• _ABOUT THIS TASK_:
Which lines of the data contain the string "mean"? Show each of them.

[Collection entries]
//! Numeric comparison and reduction kernels.
//!
//! Operate over an already-widened `&[Option<f64>]` view of a column
//! (see [`crate::column::Column::numeric_values`]) — both `Integer` and
//! `Floating` columns share these kernels once widened to `f64`.

use super::{Ternary, TernarySeq};

fn compare(values: &[Option<f64>], f: impl Fn(f64) -> bool) -> TernarySeq {
    TernarySeq(values.iter().map(|v| v.map(f)).collect())
}

pub fn gt(values: &[Option<f64>], x: f64) -> TernarySeq {
    compare(values, |v| v > x)
}

pub fn ge(values: &[Option<f64>], x: f64) -> TernarySeq {
    compare(values, |v| v >= x)
}

pub fn lt(values: &[Option<f64>], x: f64) -> TernarySeq {
    compare(values, |v| v < x)
}

pub fn le(values: &[Option<f64>], x: f64) -> TernarySeq {
    compare(values, |v| v <= x)
}

pub fn equal(values: &[Option<f64>], x: f64) -> TernarySeq {
    compare(values, |v| v == x)
}

/// Inclusive on both ends.
pub fn between(values: &[Option<f64>], lo: f64, hi: f64) -> TernarySeq {
    compare(values, |v| v >= lo && v <= hi)
}

fn non_null(values: &[Option<f64>]) -> impl Iterator<Item = f64> + '_ {
    values.iter().filter_map(|v| *v)
}

pub fn sum(values: &[Option<f64>]) -> Option<f64> {
    let mut any = false;
    let mut total = 0.0;
    for v in non_null(values) {
        any = true;
        total += v;
    }
    any.then_some(total)
}

pub fn mean(values: &[Option<f64>]) -> Option<f64> {
    let mut count = 0usize;
    let mut total = 0.0;
    for v in non_null(values) {
        count += 1;
        total += v;
    }
    (count > 0).then(|| total / count as f64)
}

pub fn min(values: &[Option<f64>]) -> Option<f64> {
    non_null(values).fold(None, |acc, v| match acc {
        Some(m) if m <= v => Some(m),
        _ => Some(v),
    })
}

pub fn max(values: &[Option<f64>]) -> Option<f64> {
    non_null(values).fold(None, |acc, v| match acc {
        Some(m) if m >= v => Some(m),
        _ => Some(v),
    })
}

/// Sample standard deviation (divisor `n - 1`); `None` when fewer than two
/// non-null values are present.
pub fn std(values: &[Option<f64>]) -> Option<f64> {
    let data: Vec<f64> = non_null(values).collect();
    if data.len() < 2 {
        return None;
    }
    let mean = data.iter().sum::<f64>() / data.len() as f64;
    let variance =
        data.iter().map(|v| (v - mean).powi(2)).sum::<f64>() / (data.len() - 1) as f64;
    Some(variance.sqrt())
}

/// Linear interpolation between the two middle values when `n` is even.
pub fn median(values: &[Option<f64>]) -> Option<f64> {
    let mut data: Vec<f64> = non_null(values).collect();
    if data.is_empty() {
        return None;
    }
    data.sort_by(|a, b| a.partial_cmp(b).unwrap_or(std::cmp::Ordering::Equal));
    let n = data.len();
    if n % 2 == 1 {
        Some(data[n / 2])
    } else {
        Some((data[n / 2 - 1] + data[n / 2]) / 2.0)
    }
}

#[cfg(test)]
mod tests {
    use super::*;

    fn seq(values: &[Ternary]) -> TernarySeq {
        TernarySeq(values.to_vec())
    }

    #[test]
    fn gt_propagates_null() {
        let values = [Some(1.0), None, Some(3.0)];
        assert_eq!(gt(&values, 0.0), seq(&[Some(true), None, Some(true)]));
    }

    #[test]
    fn between_is_inclusive() {
        let values = [Some(1.0), Some(2.0), Some(3.0), Some(4.0)];
        assert_eq!(
            between(&values, 2.0, 3.0),
            seq(&[Some(false), Some(true), Some(true), Some(false)])
        );
    }

    #[test]
    fn reductions_skip_nulls() {
        let values = [Some(1.5), None, Some(3.5), None];
        assert_eq!(sum(&values), Some(5.0));
        assert_eq!(mean(&values), Some(2.5));
    }

    #[test]
    fn reductions_on_all_null_return_none() {
        let values = [None, None];
        assert_eq!(sum(&values), None);
        assert_eq!(mean(&values), None);
        assert_eq!(min(&values), None);
        assert_eq!(max(&values), None);
        assert_eq!(std(&values), None);
        assert_eq!(median(&values), None);
    }

    #[test]
    fn std_requires_at_least_two_values() {
        let values = [Some(5.0)];
        assert_eq!(std(&values), None);
    }

    #[test]
    fn median_even_interpolates() {
        let values = [Some(1.0), Some(2.0), Some(3.0), Some(4.0)];
        assert_eq!(median(&values), Some(2.5));
    }

    #[test]
    fn median_odd_picks_middle() {
        let values = [Some(1.0), Some(5.0), Some(3.0)];
        assert_eq!(median(&values), Some(3.0));
    }
}
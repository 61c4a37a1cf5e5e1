use serde::Deserialize;

/// A single logically-tagged, possibly-null scalar.
///
/// Columns never actually store `Cell`s internally (see [`crate::column::Column`],
/// which is backed by typed Arrow arrays) — `Cell` exists at the boundaries
/// where a caller needs to name a value without already knowing its kind:
/// building a Column from a literal sequence, and the scalar members passed to
/// `is_in`, which are deserialized straight out of a rule's configuration.
#[derive(Debug, Clone, PartialEq, Deserialize)]
#[serde(untagged)]
pub enum Cell {
    Int(i64),
    Float(f64),
    Bool(bool),
    Str(String),
    #[serde(skip)]
    Null,
}

impl From<i64> for Cell {
    fn from(v: i64) -> Self {
        Cell::Int(v)
    }
}

impl From<f64> for Cell {
    fn from(v: f64) -> Self {
        Cell::Float(v)
    }
}

impl From<String> for Cell {
    fn from(v: String) -> Self {
        Cell::Str(v)
    }
}

impl From<&str> for Cell {
    fn from(v: &str) -> Self {
        Cell::Str(v.to_string())
    }
}

impl From<bool> for Cell {
    fn from(v: bool) -> Self {
        Cell::Bool(v)
    }
}

impl<T> From<Option<T>> for Cell
where
    T: Into<Cell>,
{
    fn from(v: Option<T>) -> Self {
        match v {
            Some(v) => v.into(),
            None => Cell::Null,
        }
    }
}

• _TASK RESULT_:
pub fn mean(values: &[Option<f64>]) -> Option<f64> {
    let mean = data.iter().sum::<f64>() / data.len() as f64;
        data.iter().map(|v| (v - mean).powi(2)).sum::<f64>() / (data.len() - 1) as f64;
        assert_eq!(mean(&values), Some(2.5));
        assert_eq!(mean(&values), None);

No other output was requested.